Parce qu'en effet, il arriva que la petite fille se fasse réprimander pour ses échanges intempestifs pendant les cours. Et même parfois pour des fous rires. À treize ans, le manque de communication avec ses parents entraînait des carences d'information qu'elle tentait de combler à l'école. Les copines, plus averties, constituaient une source de connaissance bien utile. Aussi les interrogeait-elle sur les transformations de leurs corps, sur celui des garçons également. Elles répondaient avec des termes faciles à comprendre qui, au moins, ne l'effrayaient pas. La gêne qui suivait certaines révélations provoquait parfois des rires irrépressibles, fort peu appréciés des professeurs.

Malgré toutes ces discussions, ce fut une religieuse qui lui apprit l'existence des règles et ce contexte lui fit mal. Dévoiler ce genre d'information ne revenait-il pas à une maman ?

La légèreté de l'enfance s'enfuyait peu à peu, l'insouciance s'échappait.

*

De retour de l'école, elle rangeait sagement son cartable dans sa chambre. Certains jours, sa mère se détournait quelques instants de ses occupations pour lui préparer son goûter, puis elle disparaissait à nouveau dans une autre pièce, sinon, la fillette se servait en silence. Chacun de ses parents étant affairé à des tâches diverses, la petite dégustait son festin sans bruit puis s'attelait à ses devoirs.

Elle aurait aimé leur raconter ses journées, leur parler de ses apprentissages ; lorsqu'elle ramenait de bonnes notes, elle aurait tellement apprécié entendre un compliment.

Débarrassée de ses leçons, elle filait dans le jardin où elle guettait avec impatience le retour des beaux jours qui lui permettaient de rester plus longtemps dehors, à son illusion de liberté.

En grandissant, même le parfum des fleurs ne parvenait plus à la rassurer et à la transporter vers d'autres mondes faits de rêves. De plus en plus, elle peinait à s'évader.

À l'école ou à la maison, sa timidité, au lieu de s'estomper, se renforçait avec les années pour se traduire, dans les meilleurs des cas, par des bafouillages, la plupart du temps, par un silence insurmontable. Très souvent, elle baissait les yeux, se défilait pour contourner sa gêne. Tenter de passer inaperçue, comme si elle n'était pas là. Comme si elle n'existait pas.

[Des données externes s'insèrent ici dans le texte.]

//! Identify and DiagnosticPage request sequences
//!
//! Drives the control-request client and hands the replies to
//! [`super::decode`]. A failed step never throws away what earlier steps
//! already put on the node.

use super::decode::{self, Geometry, Identity, ALL_PAGES, MAX_ALLOC_LEN, SERIAL_PAGE};
use super::transport::{ensure_version, request, CommandBlock, ControlEndpoint};
use crate::error::ProbeError;
use crate::tree::DeviceNode;
use tracing::debug;

/// First identify read: just enough bytes to reach the additional-length
/// field (byte 4).
pub const INQUIRY_PROBE_LEN: usize = 5;

/// What [`enrich`] managed to learn
#[derive(Debug, Clone, Default, PartialEq, Eq)]
pub struct Enrichment {
    pub serial: bool,
    pub geometry: bool,
}

/// Two-phase identify read.
///
/// Phase one learns the declared length; phase two re-reads the full
/// reply when it is longer than the probe. If the second reply declares a
/// different length the device changed under us and the read fails with
/// [`ProbeError::LengthMismatch`]. No retry.
pub fn read_identity<E>(endpoint: &mut E) -> Result<Identity, ProbeError>
where
    E: ControlEndpoint + ?Sized,
{
    let probe_cdb = CommandBlock::inquiry(false, 0, INQUIRY_PROBE_LEN as u8);
    let mut reply = request(endpoint, probe_cdb, INQUIRY_PROBE_LEN)?;
    let first = decode::declared_length(&reply);

    if first > INQUIRY_PROBE_LEN {
        let full_cdb = CommandBlock::inquiry(false, 0, first as u8);
        reply = request(endpoint, full_cdb, first)?;
    }

    let second = decode::declared_length(&reply);
    if second != first {
        return Err(ProbeError::LengthMismatch { first, second });
    }

    Ok(decode::decode_identity(&reply, first))
}

/// Unit serial number, `None` when the page is absent or untrusted
pub fn read_serial<E>(endpoint: &mut E) -> Result<Option<String>, ProbeError>
where
    E: ControlEndpoint + ?Sized,
{
    let cdb = CommandBlock::inquiry(true, SERIAL_PAGE, MAX_ALLOC_LEN as u8);
    let reply = request(endpoint, cdb, MAX_ALLOC_LEN)?;
    Ok(decode::decode_serial_page(&reply))
}

/// Current values of all mode pages
pub fn read_geometry<E>(endpoint: &mut E) -> Result<Geometry, ProbeError>
where
    E: ControlEndpoint + ?Sized,
{
    let cdb = CommandBlock::mode_sense(ALL_PAGES, 0);
    let reply = request(endpoint, cdb, MAX_ALLOC_LEN + 1)?;
    Ok(decode::decode_mode_pages(&reply))
}

/// Run the whole Identify + DiagnosticPage sequence against `node`.
///
/// The driver version floor and the identity read are mandatory: if
/// either fails the error is returned and nothing else is attempted.
/// Serial and geometry failures only leave those fields unset.
pub fn enrich<E>(endpoint: &mut E, node: &mut DeviceNode) -> Result<Enrichment, ProbeError>
where
    E: ControlEndpoint + ?Sized,
{
    ensure_version(endpoint)?;

    let identity = read_identity(endpoint)?;
    identity.apply(node);

    let mut outcome = Enrichment::default();

    match read_serial(endpoint) {
        Ok(Some(serial)) => {
            node.set_serial(serial);
            outcome.serial = true;
        }
        Ok(None) => {}
        Err(e) => debug!("{}: no serial number page: {}", endpoint.path(), e),
    }

    match read_geometry(endpoint) {
        Ok(geometry) => {
            geometry.apply(node);
            outcome.geometry = true;
        }
        Err(e) => debug!("{}: no mode pages: {}", endpoint.path(), e),
    }

    Ok(outcome)
}

#[cfg(test)]
mod tests {
    use super::*;
    use crate::scsi::transport::{Reply, ScsiId};
    use crate::tree::HwClass;
    use std::collections::VecDeque;
    use std::time::Duration;

    /// Replays canned replies in order and records each CDB
    struct Scripted {
        replies: VecDeque<Reply>,
        sent: Vec<CommandBlock>,
        version: i32,
    }

    impl Scripted {
        fn new(replies: Vec<Reply>) -> Self {
            Self {
                replies: replies.into(),
                sent: Vec::new(),
                version: 30536,
            }
        }
    }

    impl ControlEndpoint for Scripted {
        fn path(&self) -> &str {
            "/dev/sg0"
        }

        fn send(&mut self, cdb: &CommandBlock, _: usize, _: Duration) -> Result<Reply, ProbeError> {
            self.sent.push(*cdb);
            Ok(self.replies.pop_front().unwrap_or_else(|| Reply {
                host_status: 0x01,
                ..Default::default()
            }))
        }

        fn scsi_id(&mut self) -> Result<ScsiId, ProbeError> {
            Ok(ScsiId::default())
        }

        fn platform_slot(&mut self) -> Option<String> {
            None
        }

        fn driver_version(&mut self) -> Result<i32, ProbeError> {
            Ok(self.version)
        }
    }

    fn inquiry(declared: usize) -> Vec<u8> {
        let mut buf = vec![0u8; declared.max(36)];
        buf[4] = (declared - 5) as u8;
        buf[8..16].copy_from_slice(b"IBM     ");
        buf[16..32].copy_from_slice(b"ULTRIUM-TD3     ");
        buf[32..36].copy_from_slice(b"54K1");
        buf
    }

    #[test]
    fn test_two_phase_read() {
        let mut ep = Scripted::new(vec![Reply::ok(inquiry(36)), Reply::ok(inquiry(36))]);
        let id = read_identity(&mut ep).unwrap();
        assert_eq!(id.vendor.as_deref(), Some("IBM"));
        assert_eq!(id.product.as_deref(), Some("ULTRIUM-TD3"));
        assert_eq!(ep.sent.len(), 2);
        assert_eq!(ep.sent[0].as_bytes()[4], INQUIRY_PROBE_LEN as u8);
        assert_eq!(ep.sent[1].as_bytes()[4], 36);
    }

    #[test]
    fn test_length_change_is_protocol_error() {
        let mut ep = Scripted::new(vec![Reply::ok(inquiry(36)), Reply::ok(inquiry(56))]);
        let mut node = DeviceNode::new("tape", HwClass::Storage);
        let err = enrich(&mut ep, &mut node).unwrap_err();
        assert!(matches!(err, ProbeError::LengthMismatch { first: 36, second: 56 }));
        assert!(err.is_protocol());
        assert_eq!(node.vendor(), None);
        assert_eq!(node.product(), None);
        // serial and mode pages are not attempted
        assert_eq!(ep.sent.len(), 2);
    }

    #[test]
    fn test_old_driver_rejected_before_any_request() {
        let mut ep = Scripted::new(vec![]);
        ep.version = 20000;
        let mut node = DeviceNode::new("disk", HwClass::Storage);
        let err = enrich(&mut ep, &mut node).unwrap_err();
        assert!(matches!(err, ProbeError::UnsupportedVersion { found: 20000, .. }));
        assert!(ep.sent.is_empty());
    }

    #[test]
    fn test_minimal_reply_needs_no_second_read() {
        let mut ep = Scripted::new(vec![Reply::ok(vec![0x00, 0x80, 0x02, 0x02, 0x00])]);
        let id = read_identity(&mut ep).unwrap();
        assert!(id.removable);
        assert_eq!(id.vendor, None);
        assert_eq!(ep.sent.len(), 1);
    }

    #[test]
    fn test_enrich_keeps_identity_when_later_steps_fail() {
        // identity ok, serial page and mode sense time out
        let mut ep = Scripted::new(vec![Reply::ok(inquiry(36)), Reply::ok(inquiry(36))]);
        let mut node = DeviceNode::new("tape", HwClass::Storage);
        let outcome = enrich(&mut ep, &mut node).unwrap();
        assert_eq!(outcome, Enrichment::default());
        assert_eq!(node.vendor(), Some("IBM"));
        assert_eq!(node.version(), Some("54K1"));
        assert_eq!(ep.sent.len(), 4);
        assert!(ep.sent[2].is_inquiry());
        assert!(ep.sent[3].is_mode_sense());
    }

    #[test]
    fn test_enrich_full_sequence() {
        let mut serial = vec![0x41, 0x80, 0, 6];
        serial.extend_from_slice(b"HU1234");

        let mut mode = vec![0u8, 0, 0, 0];
        let mut page4 = vec![0u8; 24];
        page4[0] = 0x04;
        page4[1] = 22;
        page4[20..22].copy_from_slice(&10000u16.to_be_bytes());
        mode.extend_from_slice(&page4);
        mode[0] = mode.len() as u8;

        let mut ep = Scripted::new(vec![
            Reply::ok(inquiry(36)),
            Reply::ok(inquiry(36)),
            Reply::ok(serial),
            Reply::ok(mode),
        ]);
        let mut node = DeviceNode::new("disk", HwClass::Storage);
        let outcome = enrich(&mut ep, &mut node).unwrap();
        assert!(outcome.serial && outcome.geometry);
        assert_eq!(node.serial(), Some("HU1234"));
        assert!(node.has_capability("10000rpm"));
        assert_eq!(node.capacity(), 0);
    }
}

Parfois, elle s'étonnait de ne plus être triste dans sa solitude, ou plus autant. Elle réalisa progressivement qu'elle avait créé sa bulle protectrice dans laquelle elle naviguait avec une sorte de confort. Celle-ci lui permettait sinon l'oubli, au moins la distance, l'évasion très provisoire de son quotidien. La résignation faisait partie intégrante de sa vie. Elle composait avec le caractère des uns, le rejet des autres, la versatilité de certains.

Lors de ses promenades dans le jardin, du haut du cerisier, un merle la regardait, goguenard. Il devait se demander ce qu'elle faisait là, sotte et inutile comme elle l'était.

*

Lorsqu'une envie commença à éclore en elle, elle n'eut pas à en chercher bien loin l'origine. À la campagne, les paysans côtoyés pendant les vacances possédaient des chiens qui l'accueillaient chaque fois en lui faisant la fête. Ils étaient heureux de la retrouver et elle aussi en était heureuse. Ils l'aimaient et le lui montraient.

Quel bonheur ce serait d'avoir un chien ! Elle partagerait avec lui des jeux, des rires, lui raconterait ses journées, ses rêves.

Un ami. Un véritable ami qui penserait à elle et à qui elle penserait, pour qui elle compterait. Un être dont elle caresserait la tête avec tendresse et qui lui témoignerait de l'affection à grands coups de langue.